From the beginning of the Hadoop’s history, MapReduce has been the complete game changer in town when it comes to deal with data processing. The availability of MapReduce has been the primary reason behind the success of Hadoop and at the meantime is a major factor in limiting further adoption.
MapReduce empowers skilled programmers and coders to write distributed applications without considering the complexities involved in the underlying distributed computing infrastructure. This is a great deal: Hadoop and the MapReduce framework resolves all sorts of complexity that application developers don’t need to manage. For instance, the ability to transparently scale out the cluster by adding nodes and the automated failover mechanism for both data storage and data processing sub-tasks happen with almost zero impact on applications.
The other face of the coin here is that, however MapReduce hides and manages a tremendous amount of complexity, we can’t afford to forget what it is: an interface for parallel programming. This is a very useful skill — and act as a barrier to wider adoption. There are rarely good MapReduce programmers in the industry, and not everyone got the skill to master it.

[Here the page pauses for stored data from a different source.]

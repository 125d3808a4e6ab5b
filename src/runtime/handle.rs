use serde::{Deserialize, Serialize};
use tokio::sync::{broadcast, mpsc, oneshot};
use tracing::{info, warn};

use crate::{
    engine::{
        dedup::{DedupKey, ScanOutcome, ScanSession},
        projector::SheetWriter,
        traits::SheetSink,
    },
    record::Record,
};

use super::events::ScanEvent;

#[derive(Debug, thiserror::Error)]
pub enum RuntimeError {
    #[error("scanner loop has stopped")]
    ChannelClosed,
}

/// When accepted records are written to the sheet.
#[derive(Debug, Clone, Copy, PartialEq, Eq, Default, Serialize, Deserialize)]
#[serde(rename_all = "snake_case")]
pub enum RelayMode {
    /// Append each record while its frame is processed.
    #[default]
    Immediate,
    /// Collect for the whole run, append everything on quit.
    OnQuit,
}

#[derive(Debug, Clone)]
pub struct ScannerConfig {
    pub relay_mode: RelayMode,
    pub command_queue_bound: usize,
    pub event_capacity: usize,
}

impl Default for ScannerConfig {
    fn default() -> Self {
        Self {
            relay_mode: RelayMode::Immediate,
            command_queue_bound: 64,
            event_capacity: 1024,
        }
    }
}

/// Totals for one scanning run.
#[derive(Debug, Clone, Default, PartialEq)]
pub struct ScanSummary {
    /// Unique records in acceptance order.
    pub accepted: Vec<Record>,
    pub duplicates: usize,
    pub malformed: usize,
    pub appended: usize,
    pub append_failures: usize,
}

pub struct ScannerHandle {
    cmd_tx: mpsc::Sender<Command>,
    events_tx: broadcast::Sender<ScanEvent>,
}

impl Clone for ScannerHandle {
    fn clone(&self) -> Self {
        Self {
            cmd_tx: self.cmd_tx.clone(),
            events_tx: self.events_tx.clone(),
        }
    }
}

enum Command {
    Frame {
        payloads: Vec<String>,
        resp: oneshot::Sender<Vec<ScanOutcome>>,
    },
    Quit {
        resp: oneshot::Sender<ScanSummary>,
    },
}

/// Starts the single-writer scanner loop.
///
/// Frames are handled one at a time. In [`RelayMode::Immediate`] the sheet
/// append runs inline on the loop, so a slow sink delays the next frame.
pub fn spawn_scanner(sink: Box<dyn SheetSink>, config: ScannerConfig) -> ScannerHandle {
    let (cmd_tx, mut cmd_rx) = mpsc::channel::<Command>(config.command_queue_bound);
    let (events_tx, _) = broadcast::channel::<ScanEvent>(config.event_capacity);

    let events_tx_loop = events_tx.clone();

    tokio::spawn(async move {
        let mut relay = Relay {
            writer: SheetWriter::new(sink),
            session: ScanSession::new(),
            summary: ScanSummary::default(),
            events_tx: events_tx_loop,
            mode: config.relay_mode,
        };

        while let Some(cmd) = cmd_rx.recv().await {
            match cmd {
                Command::Frame { payloads, resp } => {
                    let outcomes: Vec<_> =
                        payloads.iter().map(|p| relay.handle_payload(p)).collect();
                    let _ = resp.send(outcomes);
                }
                Command::Quit { resp } => {
                    let _ = resp.send(relay.finish());
                    break;
                }
            }
        }
    });

    ScannerHandle { cmd_tx, events_tx }
}

impl ScannerHandle {
    pub fn subscribe(&self) -> broadcast::Receiver<ScanEvent> {
        self.events_tx.subscribe()
    }

    /// Hands over the decoded strings of one camera frame, ordered left to right.
    pub async fn submit_frame(
        &self,
        payloads: Vec<String>,
    ) -> Result<Vec<ScanOutcome>, RuntimeError> {
        let (tx, rx) = oneshot::channel();
        self.cmd_tx
            .send(Command::Frame { payloads, resp: tx })
            .await
            .map_err(|_| RuntimeError::ChannelClosed)?;
        rx.await.map_err(|_| RuntimeError::ChannelClosed)
    }

    /// Stops the loop, flushing deferred appends in [`RelayMode::OnQuit`].
    pub async fn quit(&self) -> Result<ScanSummary, RuntimeError> {
        let (tx, rx) = oneshot::channel();
        self.cmd_tx
            .send(Command::Quit { resp: tx })
            .await
            .map_err(|_| RuntimeError::ChannelClosed)?;
        rx.await.map_err(|_| RuntimeError::ChannelClosed)
    }
}

struct Relay {
    writer: SheetWriter<Box<dyn SheetSink>>,
    session: ScanSession,
    summary: ScanSummary,
    events_tx: broadcast::Sender<ScanEvent>,
    mode: RelayMode,
}

impl Relay {
    fn handle_payload(&mut self, payload: &str) -> ScanOutcome {
        let outcome = self.session.ingest(payload);
        match &outcome {
            ScanOutcome::Accepted(record) => {
                let key = DedupKey::of(record);
                let _ = self.events_tx.send(ScanEvent::Accepted { key });
                self.summary.accepted.push(record.clone());
                if self.mode == RelayMode::Immediate {
                    self.append(record);
                }
            }
            ScanOutcome::Duplicate(key) => {
                self.summary.duplicates += 1;
                let _ = self.events_tx.send(ScanEvent::Duplicate { key: key.clone() });
            }
            ScanOutcome::Malformed(reason) => {
                self.summary.malformed += 1;
                let _ = self.events_tx.send(ScanEvent::Malformed {
                    reason: reason.clone(),
                });
            }
        }
        outcome
    }

    fn append(&mut self, record: &Record) {
        let key = DedupKey::of(record);
        match self.writer.append(record) {
            Ok(_) => {
                self.summary.appended += 1;
                let _ = self.events_tx.send(ScanEvent::Appended { key });
            }
            Err(err) => {
                warn!(%key, %err, "sheet append failed");
                self.summary.append_failures += 1;
                let _ = self.events_tx.send(ScanEvent::AppendFailed {
                    key,
                    reason: err.to_string(),
                });
            }
        }
    }

    fn finish(mut self) -> ScanSummary {
        if self.mode == RelayMode::OnQuit {
            let pending = self.summary.accepted.clone();
            for record in &pending {
                self.append(record);
            }
        }
        info!(
            accepted = self.summary.accepted.len(),
            duplicates = self.summary.duplicates,
            appended = self.summary.appended,
            "scanner stopped"
        );
        self.summary
    }
}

In Hadoop’s beginning days (Hadoop 1 and before), we could able top only run MapReduce applications on the clusters. But in Hadoop 2, the YARN component changed every aspect by taking over resource management and scheduling from the MapReduce framework, and enables a generic interface to facilitate applications to run on a Hadoop cluster. To conclude, this means MapReduce is now just one of many application frameworks we can use as a tool to develop and run applications on Hadoop. Although it’s definitely possible to run applications using other frameworks on Hadoop, but it doesn’t mean that we can start forgetting about MapReduce. At the time, MapReduce is still the only production-ready data processing framework available for Hadoop.
Although other useful frameworks will eventually become available, MapReduce is comprised of almost a decade of maturity under its belt (with almost 4,000 JIRA issues completed, involving hundreds of developers, if we still keeping track). There’s no argument: MapReduce is Hadoop’s most mature and powerful framework for data processing. In addition, a significant amount of MapReduce code is now in use and is unlikely to go anywhere soon. Long story short: MapReduce is an important part of the Hadoop story.
Developing the parallel strategies requires an altogether different approach. What’s more, as the computation problems get even a little more difficult, they become even harder when they need to be parallelized. For wider-ranging complex jobs such as statistical processing or text extraction, and especially for processing unstructured data, we need to use MapReduce.